» **The data**:

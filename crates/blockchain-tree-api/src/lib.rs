//! Shared error type and trait surface for [C1–C4]: `BlockStore`,
//! `HeaderStore`, `BlockTree`, and `BlockTreeOverlay` (spec.md §4.1–§4.3).
//!
//! `reth-blockchain-tree` provides the concrete in-memory implementations;
//! this crate exists so consumers (the beacon consensus manager, tests) can
//! depend on the trait surface without pulling in the implementation.

use alloy_primitives::BlockNumber;
use reth_primitives::{Block, Header};
use reth_primitives_traits::BlockHash;

/// Errors surfaced by the block store, block tree, and overlay (spec.md §7
/// "Input validation" and "Tree integrity" groups).
#[derive(Debug, Clone, thiserror::Error)]
pub enum BlockchainTreeError {
    /// A block failed structural validation on insertion.
    #[error("invalid block")]
    InvalidBlock,
    /// A supplied hash was not a well-formed 32-byte value.
    #[error("invalid block hash")]
    InvalidBlockHash,
    /// A supplied block number was out of the representable range.
    #[error("invalid block number")]
    InvalidBlockNumber,
    /// A header failed structural validation.
    #[error("invalid block header")]
    InvalidBlockHeader,
    /// Genesis candidate has `number != 0` or a non-zero `parent_hash`.
    #[error("invalid genesis block")]
    InvalidGenesisBlock,
    /// A referenced block/header is not present in the store.
    #[error("block not found: {0}")]
    BlockNotFound(BlockHash),
    /// `setCanonicalHead` was called with an orphan.
    #[error("cannot set orphan as canonical head: {0}")]
    CannotSetOrphanAsHead(BlockHash),
    /// The walk from a candidate head back to genesis was not contiguous.
    #[error("canonical chain invalid at block {0}")]
    CanonicalChainInvalid(BlockNumber),
    /// The walk reached a number-0 block that is not the initialized genesis.
    #[error("canonical chain does not resolve to the initialized genesis")]
    GenesisMismatch,
    /// `initializeGenesis` called a second time.
    #[error("genesis already initialized")]
    GenesisAlreadyInitialized,
    /// An operation required genesis to be initialized first.
    #[error("genesis not initialized")]
    GenesisNotInitialized,
    /// An overlay was constructed with a base sharing its tree instance.
    #[error("overlay base and delta share the same tree instance")]
    SharedStateError,
}

/// Read/write access to full blocks, keyed by hash (C1, spec.md §4.1).
pub trait BlockStore {
    /// Looks up a block by hash.
    fn get(&self, hash: BlockHash) -> Option<Block>;
    /// `true` iff a block with this hash is stored.
    fn has(&self, hash: BlockHash) -> bool;
    /// Stores `block`. Re-inserting an existing hash is a no-op (I1).
    fn put(&mut self, hash: BlockHash, block: Block) -> Result<(), BlockchainTreeError>;
    /// Number of distinct blocks stored.
    fn count(&self) -> usize;
    /// `true` iff [`BlockStore::count`] is zero.
    fn is_empty(&self) -> bool {
        self.count() == 0
    }
}

/// Read/write access to headers, keyed by hash (C2, spec.md §4.1).
pub trait HeaderStore {
    /// Looks up a header by hash.
    fn get_header(&self, hash: BlockHash) -> Option<Header>;
    /// `true` iff a header with this hash is stored.
    fn has_header(&self, hash: BlockHash) -> bool;
    /// Stores `header` under `hash`. Idempotent like [`BlockStore::put`].
    fn put_header(&mut self, hash: BlockHash, header: Header) -> Result<(), BlockchainTreeError>;
    /// Number of distinct headers stored.
    fn header_count(&self) -> usize;
    /// `true` iff [`HeaderStore::header_count`] is zero.
    fn is_header_empty(&self) -> bool {
        self.header_count() == 0
    }
}

/// Canonical-chain and orphan bookkeeping on top of a [`BlockStore`] (C3,
/// spec.md §4.2).
pub trait BlockTree {
    /// Inserts `block`, marking it orphan if its parent is absent, and
    /// cascade-resolving any descendants newly reachable by it.
    fn put_block(&mut self, hash: BlockHash, block: Block) -> Result<(), BlockchainTreeError>;
    /// Replaces the canonical chain with the walk from `hash` to genesis.
    fn set_canonical_head(&mut self, hash: BlockHash) -> Result<(), BlockchainTreeError>;
    /// The highest block number in the canonical chain, if any.
    fn head_block_number(&self) -> Option<BlockNumber>;
    /// `true` iff `hash` is currently indexed as an orphan.
    fn is_orphan(&self, hash: BlockHash) -> bool;
    /// `true` iff `hash` is present in the underlying store.
    fn has_block(&self, hash: BlockHash) -> bool;
    /// Number of blocks currently marked orphan.
    fn orphan_count(&self) -> usize;
    /// Number of blocks in the underlying store.
    fn block_count(&self) -> usize;
    /// The canonical hash at `number`, if the canonical chain currently
    /// reaches that far. Lets a caller that tracks its own genesis hash
    /// (e.g. the chain manager) confirm a new canonical head still
    /// resolves to it, without re-walking parent links itself.
    fn canonical_hash_at(&self, number: BlockNumber) -> Option<BlockHash>;
    /// Performs the same walk-to-genesis check as
    /// [`BlockTree::set_canonical_head`], without replacing the canonical
    /// chain map. Used to validate a fork-choice head that isn't (yet)
    /// being promoted to canonical.
    fn validate_chain_to_genesis(&self, hash: BlockHash) -> Result<(), BlockchainTreeError>;
}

» **Exercise prompt**:
In the listing above, locate the line containing "reachable by it." and the line containing "currently marked orphan.". Extract those two lines and every line between them, exactly as written, and only those.

» **Task solution**:
    /// cascade-resolving any descendants newly reachable by it.
    fn put_block(&mut self, hash: BlockHash, block: Block) -> Result<(), BlockchainTreeError>;
    /// Replaces the canonical chain with the walk from `hash` to genesis.
    fn set_canonical_head(&mut self, hash: BlockHash) -> Result<(), BlockchainTreeError>;
    /// The highest block number in the canonical chain, if any.
    fn head_block_number(&self) -> Option<BlockNumber>;
    /// `true` iff `hash` is currently indexed as an orphan.
    fn is_orphan(&self, hash: BlockHash) -> bool;
    /// `true` iff `hash` is present in the underlying store.
    fn has_block(&self, hash: BlockHash) -> bool;
    /// Number of blocks currently marked orphan.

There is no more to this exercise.